After graduating from university, Sawachi worked for Chuokoron-Shinsha publishing house. Sawachi also worked as the editor of the bi-weekly women's magazine Fujin Kōron.

In 1959, Sawachi underwent heart surgery and, after a relapse, had a second heart surgery in 1969. In 1994, she had heart surgery to replace her mitral valve with an artificial one.

== Writing ==
Sawachi is known for her non-fiction writing on Japan's Shōwa era and wartime experiences as well as for her autobiographical work. Her first book Wives of the February 26 Incident, about the wives of the young army officers who attempted a coup d'état and assassinated Prime Minister Inukai Tsuyoshi in 1936 (later known as the February 26 incident), was published in 1972.

Sawachi's book Midowei Kaisen Kiroku established the Japanese casualty figures of World War II's 1942 naval Battle of Midway in the Pacific Ocean. She tabulated the name, rank, birth province, age at time of death, and term of service from Japanese prefectural records, alongside researching the lists of people who received decorations published in newspapers, visiting archives and veterans associations in the United States and Japan and visiting the graves of fallen soldiers. Her figure of 3,057 casualties is considered "authoritative." The book was awarded the Kikuchi Kan Prize. After writing Midowei Kaisen Kiroku, Sawachi wrote a series of magazine articles detailing the lives of the casualties from the Battle of Midway and the grief experienced by their families, considered from both the Japanese and American perspectives.

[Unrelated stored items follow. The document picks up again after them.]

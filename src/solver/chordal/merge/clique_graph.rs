#![allow(non_snake_case)]

use super::*;
use crate::algebra::*;
use crate::solver::chordal::*;
use std::cmp::{max, min, Reverse};
use std::collections::{HashMap, HashSet};

// The (default) merge strategy based on the *reduced* clique graph: the
// union of all clique trees of the chordal graph, with nodes the cliques
// and edges weighted by the predicted computational saving of merging
// their endpoints.
//
// While the graph contains a permissible edge of positive weight, the
// heaviest such edge is merged and the local weights are recomputed.
// Since the result is a graph rather than a tree, a clique tree is
// recomputed afterwards from a maximum weight spanning tree.
//
// See: Garstka, Cannon, Goulart - A clique graph based merging strategy
// for decomposable SDPs (2019)
//
// All edge bookkeeping lives in flat arrays of fixed size: `edges`,
// `inter` and `weights` are allocated once from the initial reduced
// clique graph and never resized.  Edges removed by a merge are
// tombstoned with weight -∞ so that indices stay stable and the
// sorting workspace `p` can be reused across iterations.

// weight of a dead edge
pub(crate) const TOMBSTONE: isize = isize::MIN;

// weight marking an edge selected into the spanning tree
pub(crate) const IN_TREE: isize = -1;

pub(crate) struct CliqueGraphMergeStrategy {
    stop: bool,                    // whether merging should halt
    edges: Vec<(usize, usize)>,    // edges (u, v) of the reduced clique graph, u > v
    inter: Vec<usize>,             // per-edge index of its separator in sep_sorted
    weights: Vec<isize>,           // edge weights, parallel to edges
    p: Vec<usize>,                 // workspace for the weight sorting permutation
    adjacency_table: HashMap<usize, VertexSet>, // node -> neighbor set, for fast lookups
    sep_sorted: Vec<VertexSet>,    // separators sorted by descending cardinality
    edge_weight: EdgeWeightMethod, // edge scoring policy
    clique_tree_recomputed: bool,
}
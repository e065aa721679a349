#![allow(non_snake_case)]
use super::*;
use crate::algebra::*;
use crate::solver::core::cones::{Cone, CompositeCone};

// ---------------
// infeasibility certificates from iterate differences
// ---------------

// A diverging dual sequence certifies primal infeasibility when the
// difference direction δy satisfies, in the units of the original
// problem,
//
//   ‖A'δy‖∞ ≤ ε,     ⟨b, δy⟩ + σ_𝒦(-δy) ≤ -ε
//
// with δy normalized.  The support term reduces to a dual cone
// membership test for proper cones and to a finite sum for boxes.
//
// All arithmetic below runs on the equilibrated data, with the inverse
// scalings folded into each norm and inner product.

pub(crate) fn is_primal_infeasible<T: FloatT>(
    variables: &mut DefaultVariables<T>,
    data: &DefaultProblemData<T>,
    cones: &mut CompositeCone<T>,
    settings: &DefaultSettings<T>,
) -> bool {
    let eq = &data.equilibration;
    let eps = settings.eps_prim_inf;
    let δy = &mut variables.δy;

    // unscaled magnitude of the direction: ‖c⁻¹ E δy‖∞
    let norm_δy = δy.norm_inf_scaled(&eq.e) * eq.cinv;
    if !(norm_δy > eps) {
        return false;
    }
    δy.scale(T::recip(norm_δy));

    // ‖A'δy‖∞ in original units is c⁻¹‖D⁻¹ Â'δy‖∞
    data.A
        .t()
        .gemv(&mut variables.x_tl, δy, T::one(), T::zero());
    let norm_Atδy = variables.x_tl.norm_inf_scaled(&eq.dinv) * eq.cinv;
    if norm_Atδy > eps {
        return false;
    }

    // ⟨b, δy⟩ + σ_𝒦(-δy), evaluated in the scaled frame where both
    // terms pick up the same factor of c⁻¹
    let bδy = data.b.dot(δy) * eq.cinv;

    variables.ls.scalarop_from(|v| -v, δy);
    let support = cones.support_function(&variables.ls, eps) * eq.cinv;

    if support == T::infinity() {
        return false;
    }

    bδy + support <= -eps
}

// A diverging primal sequence certifies dual infeasibility when the
// difference direction δx satisfies, in original units,
//
//   ‖P δx‖∞ ≤ ε,    ⟨q, δx⟩ ≤ -ε,    -A δx ∈ 𝒦^∞
//
// with δx normalized and 𝒦^∞ the recession cone of 𝒦.  The slack
// moves along -A δx since s = b - Ax on the feasible manifold.

pub(crate) fn is_dual_infeasible<T: FloatT>(
    variables: &mut DefaultVariables<T>,
    data: &DefaultProblemData<T>,
    cones: &mut CompositeCone<T>,
    settings: &DefaultSettings<T>,
) -> bool {
    let eq = &data.equilibration;
    let eps = settings.eps_dual_inf;
    let δx = &mut variables.δx;

    // unscaled magnitude: ‖D δx‖∞
    let norm_δx = δx.norm_inf_scaled(&eq.d);
    if !(norm_δx > eps) {
        return false;
    }
    δx.scale(T::recip(norm_δx));

    // ⟨q, δx⟩ in original units
    let qδx = data.q.dot(δx) * eq.cinv;
    if !(qδx <= -eps) {
        return false;
    }

    // ‖P δx‖∞ in original units is c⁻¹‖D⁻¹ P̂ δx‖∞
    data.P
        .sym()
        .symv(&mut variables.x_tl, δx, T::one(), T::zero());
    let norm_Pδx = variables.x_tl.norm_inf_scaled(&eq.dinv) * eq.cinv;
    if norm_Pδx > eps {
        return false;
    }

    // the slack direction -A δx must lie in the recession cone of
    // the constraint set
    data.A.gemv(&mut variables.ls, δx, -T::one(), T::zero());
    cones.in_recession(&variables.ls, eps)
}
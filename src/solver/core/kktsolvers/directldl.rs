#![allow(non_snake_case)]

use super::KKTSolver;
use crate::algebra::*;
use crate::ldl::{LdlError, LdlFactorization};

// -------------------------------------
// Direct LDLᵀ implementation of the KKT interface
// -------------------------------------

pub struct DirectLdlKKTSolver<T> {
    // dimensions of the P and A blocks
    n: usize,
    m: usize,

    // nonzero indices (input ordering) of the -1/ρ diagonal
    rho_idx: Vec<usize>,

    // scratch for penalty updates
    rho_vals: Vec<T>,

    ldl: LdlFactorization<T>,
}

impl<T> DirectLdlKKTSolver<T>
where
    T: FloatT,
{
    /// Assemble and factor the KKT matrix from problem data.
    /// `P` must be upper triangular.
    pub fn new(P: &CscMatrix<T>, A: &CscMatrix<T>, σ: T, rho: &[T]) -> Result<Self, LdlError> {
        let (m, n) = A.size();
        debug_assert!(P.is_square() && P.n == n && rho.len() == m);

        let (K, rho_idx) = assemble_kkt(P, A, σ, rho);
        let ldl = LdlFactorization::new(&K, None, false)?;

        Ok(Self {
            n,
            m,
            rho_idx,
            rho_vals: vec![T::zero(); m],
            ldl,
        })
    }

    pub fn dims(&self) -> (usize, usize) {
        (self.n, self.m)
    }
}

impl<T> KKTSolver<T> for DirectLdlKKTSolver<T>
where
    T: FloatT,
{
    fn solve(&mut self, b: &mut [T]) {
        debug_assert_eq!(b.len(), self.n + self.m);
        self.ldl.solve(b);
    }

    fn update_rho(&mut self, rho: &[T]) -> Result<(), LdlError> {
        debug_assert_eq!(rho.len(), self.m);
        self.rho_vals
            .scalarop_from(|ρ| -T::recip(ρ), rho);
        self.ldl.update_values(&self.rho_idx, &self.rho_vals);
        self.ldl.refactor()
    }
}

// Assemble the upper triangular KKT matrix
//
//   K = [ triu(P) + σI    A'          ]
//       [ 0               -diag(1/ρ)  ]
//
// returning also the nonzero positions of the penalty diagonal so that
// later ρ updates can write straight into the factorization input.

fn assemble_kkt<T: FloatT>(
    P: &CscMatrix<T>,
    A: &CscMatrix<T>,
    σ: T,
    rho: &[T],
) -> (CscMatrix<T>, Vec<usize>) {
    let (m, n) = A.size();
    let At = A.transpose();

    let nnzKKT = P.nnz() + n - P.count_diagonal_entries() + A.nnz() + m;
    let mut K = CscMatrix::<T>::spalloc((n + m, n + m), nnzKKT);
    let mut rho_idx = Vec::with_capacity(m);

    let mut ptr = 0;

    // upper left block: triu(P) with σ folded onto the diagonal.
    // P may have structurally missing diagonal entries
    for col in 0..n {
        K.colptr[col] = ptr;
        let mut has_diag = false;
        for p in P.colptr[col]..P.colptr[col + 1] {
            let row = P.rowval[p];
            let mut val = P.nzval[p];
            if row == col {
                has_diag = true;
                val += σ;
            }
            K.rowval[ptr] = row;
            K.nzval[ptr] = val;
            ptr += 1;
        }
        if !has_diag {
            K.rowval[ptr] = col;
            K.nzval[ptr] = σ;
            ptr += 1;
        }
    }

    // upper right block columns: row i of A, then the penalty diagonal
    for i in 0..m {
        K.colptr[n + i] = ptr;
        for p in At.colptr[i]..At.colptr[i + 1] {
            K.rowval[ptr] = At.rowval[p];
            K.nzval[ptr] = At.nzval[p];
            ptr += 1;
        }
        K.rowval[ptr] = n + i;
        K.nzval[ptr] = -T::recip(rho[i]);
        rho_idx.push(ptr);
        ptr += 1;
    }
    K.colptr[n + m] = ptr;

    // truncate unused space if P had missing diagonal entries
    K.rowval.truncate(ptr);
    K.nzval.truncate(ptr);

    (K, rho_idx)
}

// -------------
// testing
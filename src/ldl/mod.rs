#![allow(non_snake_case)]
//! Direct LDLᵀ factorization of sparse symmetric quasidefinite matrices.
//!
//! Serves as the backend for the solver's KKT systems and, in logical-only
//! mode, as the symbolic elimination engine for chordal sparsity analysis.

use crate::algebra::*;
use std::cmp::{max, min};
use std::iter::zip;
use thiserror::Error;

/// Error codes returnable from [`LdlFactorization`] operations
#[derive(Error, Debug)]
pub enum LdlError {
    #[error("Matrix dimension fields are incompatible")]
    IncompatibleDimension,
    #[error("Matrix has a zero column")]
    EmptyColumn,
    #[error("Matrix is not upper triangular")]
    NotUpperTriangular,
    #[error("Matrix factorization produced a zero pivot")]
    ZeroPivot,
    #[error("Fill reducing ordering failed")]
    Ordering,
}

// marker for vertices with no etree parent
const NO_PARENT: usize = usize::MAX;

/// Performs LDLᵀ factorization of a symmetric quasidefinite matrix
/// supplied in upper triangular CSC form.
#[derive(Debug)]
pub struct LdlFactorization<T = f64> {
    /// fill reducing permutation
    pub perm: Vec<usize>,
    /// lower triangular factor
    pub L: CscMatrix<T>,
    /// diagonal of the factorization
    pub D: Vec<T>,
    /// inverse of the diagonal
    pub Dinv: Vec<T>,

    // the permuted triu matrix that gets factored
    triuA: CscMatrix<T>,
    // mapping from input nonzeros to entries of triuA
    AtoPAPt: Vec<usize>,

    // symbolic data and scratch
    etree: Vec<usize>,
    Lnz: Vec<usize>,
    iwork: Vec<usize>,
    bwork: Vec<bool>,
    fwork: Vec<T>,

    is_logical: bool,
}

impl<T> LdlFactorization<T>
where
    T: FloatT,
{
    /// Factor `Ain`, or perform symbolic analysis only if `logical` is true.
    ///
    /// An AMD fill reducing ordering is computed internally unless an
    /// explicit permutation is supplied.
    pub fn new(
        Ain: &CscMatrix<T>,
        perm: Option<Vec<usize>>,
        logical: bool,
    ) -> Result<Self, LdlError> {
        check_structure(Ain)?;
        let n = Ain.nrows();

        let (perm, iperm) = match perm {
            Some(p) => {
                let ip = invperm(&p);
                (p, ip)
            }
            None => amd_ordering(Ain)?,
        };

        // permute to (another) upper triangular matrix, recording the
        // mapping from the input's entries to the permuted entries
        let (triuA, AtoPAPt) = permute_symmetric(Ain, &iperm);

        // symbolic analysis
        let mut etree = vec![NO_PARENT; n];
        let mut Lnz = vec![0usize; n];
        let mut iwork = vec![0usize; 3 * n];
        etree_and_colcounts(&triuA, &mut iwork, &mut Lnz, &mut etree);

        let sumLnz = Lnz.iter().sum();
        let L = CscMatrix::spalloc((n, n), sumLnz);

        let mut ldl = Self {
            perm,
            L,
            D: vec![T::zero(); n],
            Dinv: vec![T::zero(); n],
            triuA,
            AtoPAPt,
            etree,
            Lnz,
            iwork,
            bwork: vec![false; n],
            fwork: vec![T::zero(); n],
            is_logical: logical,
        };

        ldl.factor_internal()?;
        Ok(ldl)
    }

    /// Overwrite values of the original (unpermuted) matrix by nonzero index.
    /// A subsequent [`refactor`](LdlFactorization::refactor) is required
    /// before further solves.
    pub fn update_values(&mut self, indices: &[usize], values: &[T]) {
        for (&idx, &v) in zip(indices, values) {
            self.triuA.nzval[self.AtoPAPt[idx]] = v;
        }
    }

    /// Recompute the numeric factorization with the current matrix values.
    pub fn refactor(&mut self) -> Result<(), LdlError> {
        // a refactor always implies a numeric factorization
        self.is_logical = false;
        self.factor_internal()
    }

    /// Solves Ax = b using the internal LDLᵀ factors, with x replacing b.
    pub fn solve(&mut self, b: &mut [T]) {
        assert!(!self.is_logical);
        assert_eq!(b.len(), self.D.len());

        // permute b into scratch
        let tmp = &mut self.fwork;
        permute(tmp, b, &self.perm);

        lsolve(&self.L, tmp);
        zip(tmp.iter_mut(), &self.Dinv).for_each(|(t, d)| *t *= *d);
        ltsolve(&self.L, tmp);

        // inverse permutation puts the solution back in b
        ipermute(b, tmp, &self.perm);
    }

    fn factor_internal(&mut self) -> Result<(), LdlError> {
        if self.is_logical {
            self.L.nzval.fill(T::zero());
            self.D.fill(T::zero());
            self.Dinv.fill(T::zero());
        }

        factor_inner(
            &self.triuA,
            &mut self.L,
            &mut self.D,
            &mut self.Dinv,
            &self.Lnz,
            &self.etree,
            &mut self.bwork,
            &mut self.iwork,
            &mut self.fwork,
            self.is_logical,
        )
    }
}

fn check_structure<T: FloatT>(A: &CscMatrix<T>) -> Result<(), LdlError> {
    if !A.is_square() {
        return Err(LdlError::IncompatibleDimension);
    }
    if !A.is_triu() {
        return Err(LdlError::NotUpperTriangular);
    }
    // A must have at least one entry in every column
    if !A.colptr.windows(2).all(|c| c[0] < c[1]) {
        return Err(LdlError::EmptyColumn);
    }
    Ok(())
}

fn amd_ordering<T: FloatT>(A: &CscMatrix<T>) -> Result<(Vec<usize>, Vec<usize>), LdlError> {
    let control = amd::Control::default();
    let (perm, iperm, _info) =
        amd::order(A.nrows(), &A.colptr, &A.rowval, &control).map_err(|_| LdlError::Ordering)?;
    Ok((perm, iperm))
}

// Given a sparse symmetric matrix `A` (only upper triangular entries), return
// the permuted sparse symmetric matrix `PAPt` (also upper triangular) for the
// inverse permutation `iperm`, plus the index mapping from entries of A to
// entries of PAPt.  Follows Davis - Direct Methods for Sparse Linear Systems.

fn permute_symmetric<T: FloatT>(A: &CscMatrix<T>, iperm: &[usize]) -> (CscMatrix<T>, Vec<usize>) {
    let n = A.nrows();
    let mut P = CscMatrix::<T>::spalloc((n, n), A.nnz());
    let mut AtoPAPt = vec![0; A.nnz()];

    // 1. column counts of P, keeping the row permutation in mind
    let mut num_entries = vec![0usize; n];
    for colA in 0..n {
        let colP = iperm[colA];
        for &rowA in &A.rowval[A.colptr[colA]..A.colptr[colA + 1]] {
            let rowP = iperm[rowA];
            num_entries[max(rowP, colP)] += 1;
        }
    }

    // 2. cumulative sum into colptr
    P.colptr[0] = 0;
    for (i, ne) in num_entries.iter().enumerate() {
        P.colptr[i + 1] = P.colptr[i] + ne;
    }

    // reuse as a moving write cursor per column
    let mut row_starts: Vec<usize> = P.colptr[0..n].to_vec();

    // 3. scatter entries into their permuted positions.  Columns of the
    // result are not sorted by row index, which the factorization tolerates.
    for colA in 0..n {
        let colP = iperm[colA];
        for idxA in A.colptr[colA]..A.colptr[colA + 1] {
            let rowP = iperm[A.rowval[idxA]];
            let col = max(colP, rowP);
            let dest = row_starts[col];
            P.rowval[dest] = min(colP, rowP);
            P.nzval[dest] = A.nzval[idxA];
            AtoPAPt[idxA] = dest;
            row_starts[col] += 1;
        }
    }

    (P, AtoPAPt)
}

// Compute the elimination tree and per-column nonzero counts of L for a
// quasidefinite matrix in (possibly unsorted) upper triangular CSC form.

fn etree_and_colcounts<T: FloatT>(
    A: &CscMatrix<T>,
    work: &mut [usize],
    Lnz: &mut [usize],
    etree: &mut [usize],
) {
    let n = A.nrows();
    work[..n].fill(0);
    Lnz.fill(0);
    etree.fill(NO_PARENT);

    for j in 0..n {
        work[j] = j;
        for &istart in &A.rowval[A.colptr[j]..A.colptr[j + 1]] {
            let mut i = istart;
            while work[i] != j {
                if etree[i] == NO_PARENT {
                    etree[i] = j;
                }
                Lnz[i] += 1; // nonzeros in row j of L, filed by column
                work[i] = j;
                i = etree[i];
            }
        }
    }
}

// The up-looking factorization.  For each k we solve
// y = L[0:k,0:k] \ b, where b is the above-diagonal part of the kth
// column of A; y becomes the kth row of L with an implied unit diagonal.

#[allow(clippy::too_many_arguments)]
fn factor_inner<T: FloatT>(
    A: &CscMatrix<T>,
    L: &mut CscMatrix<T>,
    D: &mut [T],
    Dinv: &mut [T],
    Lnz: &[usize],
    etree: &[usize],
    y_markers: &mut [bool],
    iwork: &mut [usize],
    y_vals: &mut [T],
    logical: bool,
) -> Result<(), LdlError> {
    let n = A.nrows();

    // partition integer scratch
    let (y_idx, iwork) = iwork.split_at_mut(n);
    let (elim_buffer, next_colspace) = iwork.split_at_mut(n);

    // set L.colptr to cumsum(Lnz), starting from zero
    L.colptr[0] = 0;
    for (i, nz) in Lnz.iter().enumerate() {
        L.colptr[i + 1] = L.colptr[i] + nz;
    }

    y_markers.fill(false);
    y_vals.fill(T::zero());
    D.fill(T::zero());
    next_colspace.copy_from_slice(&L.colptr[0..n]);

    if !logical {
        // the first column of a triu matrix can only hold its diagonal
        D[0] = A.nzval[0];
        if D[0] == T::zero() {
            return Err(LdlError::ZeroPivot);
        }
        Dinv[0] = T::recip(D[0]);
    }

    for k in 1..n {
        // mark the nonzero pattern of row k of L by walking the etree
        // from each entry of column k of A
        let mut nnz_y = 0;

        for i in A.colptr[k]..A.colptr[k + 1] {
            let bidx = A.rowval[i];

            // the diagonal entry seeds D[k] and takes no part
            // in the elimination
            if bidx == k {
                D[k] = A.nzval[i];
                continue;
            }

            y_vals[bidx] = A.nzval[i];

            if !y_markers[bidx] {
                y_markers[bidx] = true;
                elim_buffer[0] = bidx;
                let mut nnz_e = 1;

                let mut next_idx = etree[bidx];
                while next_idx != NO_PARENT && next_idx < k {
                    if y_markers[next_idx] {
                        break;
                    }
                    y_markers[next_idx] = true;
                    elim_buffer[nnz_e] = next_idx;
                    next_idx = etree[next_idx];
                    nnz_e += 1;
                }

                // append the buffered elimination path in reverse order
                while nnz_e != 0 {
                    nnz_e -= 1;
                    y_idx[nnz_y] = elim_buffer[nnz_e];
                    nnz_y += 1;
                }
            }
        }

        // numeric elimination along the pattern, in reverse
        for i in (0..nnz_y).rev() {
            let cidx = y_idx[i];
            let dest = next_colspace[cidx];

            if !logical {
                let yv = y_vals[cidx];

                for j in L.colptr[cidx]..dest {
                    y_vals[L.rowval[j]] -= L.nzval[j] * yv;
                }

                L.nzval[dest] = yv * Dinv[cidx];
                D[k] -= yv * L.nzval[dest];
            }

            L.rowval[dest] = k;
            next_colspace[cidx] += 1;

            y_vals[cidx] = T::zero();
            y_markers[cidx] = false;
        }

        if !logical {
            if D[k] == T::zero() {
                return Err(LdlError::ZeroPivot);
            }
            Dinv[k] = T::recip(D[k]);
        }
    }

    Ok(())
}

// Solves (L+I)x = b in place
fn lsolve<T: FloatT>(L: &CscMatrix<T>, x: &mut [T]) {
    for i in 0..x.len() {
        let xi = x[i];
        for j in L.colptr[i]..L.colptr[i + 1] {
            x[L.rowval[j]] -= L.nzval[j] * xi;
        }
    }
}

// Solves (L+I)'x = b in place
fn ltsolve<T: FloatT>(L: &CscMatrix<T>, x: &mut [T]) {
    for i in (0..x.len()).rev() {
        let mut s = T::zero();
        for j in L.colptr[i]..L.colptr[i + 1] {
            s += L.nzval[j] * x[L.rowval[j]];
        }
        x[i] -= s;
    }
}

// -------------
// testing

#[cfg(test)]
mod tests {
    use super::*;

    fn test_matrix() -> CscMatrix<f64> {
        // triu of a quasidefinite matrix
        // [ 4  1  0]
        // [ 1  5  2]
        // [ 0  2 -3]
        CscMatrix::from(&[
            [4., 1., 0.],  //
            [0., 5., 2.],  //
            [0., 0., -3.], //
        ])
    }

    #[test]
    fn test_factor_and_solve() {
        let A = test_matrix();
        let mut ldl = LdlFactorization::new(&A, None, false).unwrap();

        let mut b = vec![6., 13., -5.];
        ldl.solve(&mut b);

        // exact solution of the full symmetric system
        let xsol = [85. / 73., 98. / 73., 187. / 73.];
        assert!(b.norm_inf_diff(&xsol) < 1e-12);
    }

    #[test]
    fn test_update_and_refactor() {
        let A = test_matrix();
        let mut ldl = LdlFactorization::new(&A, None, false).unwrap();

        // overwrite the (2,2) entry (nonzero index 4 in input order)
        // and check that solves track the new data
        let idx = [4usize];
        ldl.update_values(&idx, &[-5.]);
        ldl.refactor().unwrap();

        let mut b = vec![5., 8., -3.];
        let mut r = b.clone();
        ldl.solve(&mut b);

        // residual check against the updated matrix
        let x = &b;
        let full = [[4., 1., 0.], [1., 5., 2.], [0., 2., -5.]];
        for i in 0..3 {
            let mut acc = 0.0;
            for j in 0..3 {
                acc += full[i][j] * x[j];
            }
            r[i] -= acc;
        }
        assert!(r.norm_inf() < 1e-12);
    }

    #[test]
    fn test_rejects_bad_structure() {
        // not upper triangular
        let A = CscMatrix::from(&[
            [1., 0.], //
            [1., 1.], //
        ]);
        assert!(matches!(
            LdlFactorization::new(&A, None, false),
            Err(LdlError::NotUpperTriangular)
        ));

        // empty column
        let B = CscMatrix::from(&[
            [1., 0.], //
            [0., 0.], //
        ]);
        assert!(matches!(
            LdlFactorization::new(&B, None, false),
            Err(LdlError::EmptyColumn)
        ));
    }

    #[test]
    fn test_logical_factor_pattern() {
        // arrow-ish pattern; logical factorization only
        let A = CscMatrix::from(&[
            [1., 0., 1.], //
            [0., 1., 1.], //
            [0., 0., 1.], //
        ]);
        let ldl = LdlFactorization::new(&A, Some(vec![0, 1, 2]), true).unwrap();

        // with the identity permutation the L factor has the
        // subdiagonal entries of the last column only
        assert_eq!(ldl.L.nrows(), 3);
        assert_eq!(ldl.L.nnz(), 2);
        assert_eq!(ldl.perm, vec![0, 1, 2]);
    }
}
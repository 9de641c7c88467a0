//! tradewatch: offline-first reactive field cache.
//!
//! Lets many independent observers watch named, parameterized fields of a
//! remote entity. Each observer receives one merged snapshot
//! (data/loading/error) per observed field-set; duplicate watches of the
//! same field share a single backend fetch or subscription; stale values
//! refresh on a per-field TTL; and the latest known value is persisted to
//! durable local storage so the next session renders instantly offline.
//!
//! Layering, leaves first:
//!
//! - [`cache`]: the durable stale-while-revalidate primitive over a plain
//!   key-value medium (sqlite or in-memory).
//! - [`observe`]: the reactive field store, with refcounted field states,
//!   snapshot aggregation, pull/push acquisition behind [`FieldSource`].
//! - [`trader`]: the domain router supplying key/TTL/dispatch strategies
//!   over account and scoring backends.
//!
//! ```no_run
//! use std::sync::Arc;
//! use tradewatch::{FieldDescriptor, OfflineStore, SqliteMedium, Trader};
//! # use tradewatch::{AccountService, ScoreService};
//!
//! # async fn example(account: Arc<dyn AccountService>, scores: Arc<dyn ScoreService>) {
//! let offline = OfflineStore::new(SqliteMedium::open().unwrap());
//! let trader = Trader::new("trader-1", vec![], account, scores, offline);
//!
//! let watch = trader.observe(&[FieldDescriptor::from("bio")], |snapshot| {
//!   println!("bio = {:?} (loading: {})", snapshot.data.get("bio"), snapshot.loading);
//! });
//! // ... later
//! watch.dispose();
//! # }
//! ```

pub mod cache;
pub mod field;
pub mod observe;
pub mod trader;

pub use cache::{
  CacheEntry, Clock, ManualClock, MemoryMedium, OfflineStore, Refresh, SqliteMedium,
  StorageMedium, SystemClock,
};
pub use field::FieldDescriptor;
pub use observe::{
  AcquireMode, FieldSource, FieldStore, PushFn, PushUpdate, Snapshot, Unsubscribe, WatchHandle,
};
pub use trader::{AccountService, ScoreService, ServiceResult, Trader, TraderDirectory};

The articles were republished in five volumes from 1984 to 1985. A new edition was released in 2025.

In 1980, Sawachi interviewed Tomiko Satō (Japanese-Chinese wife of writer Guo Moruo) for a biography of her in Zoku Shōwashi no onna (1983).

Sawachi has appeared on NHK programmes such as Talking About the Outbreak of War Between Japan and the United States: Why Did the Navy Make a Mistake? - From 400 Hours of Testimony. In 1985, she was honoured with the Japan Women Broadcasters Association Award. She has also conducted interviews for Japanese late night television.

Sawachi's book 14 Sai: Fōteen explores the concepts of militarism and gyokusai (a term meaning "to die gallantly as a jewel shatters" used by the Japanese military) in the Shōwa era. Sawachi was awarded the Asahi Prize in 2008 for “Non-fiction Work Examining the Realities of the Showa Period Leading Up to the War."

In 2020, she wrote a tribute to Japanese physician Tetsu Nakamura, after his death in Afghanistan.

== Activism ==
In 1982, Sawachi appeared at Tokyo High Court as a defence witness, where she criticised the anti-pornography clause of the Japanese Penal Code as "anachronistic."

Sawachi campaigned against the potential repeal of Article 9 of the Japanese Constitution, a clause in the Constitution of Japan that prohibits an act of war by the state. In 2004, a group of Article 9 supporters, including Sawachi, Kenzaburō Ōe, Makoto Oda, Mutsuko Miki and Takeshi Umehara joined to establish the Article 9 Association.

After the 2011 Fukushima nuclear accident at Fukushima Daiichi Nuclear Power Plant, Sawachi attended anti-nuclear protest rallies.

As of 2023, Sawachi had participated in monthly standing anti-war demonstrations in front of the National Diet since 2015. She has attended every month, aside from a few months in 2020 while recovering from a broken lumbar vertebrae caused by a fall. She also gives talks to young people about war.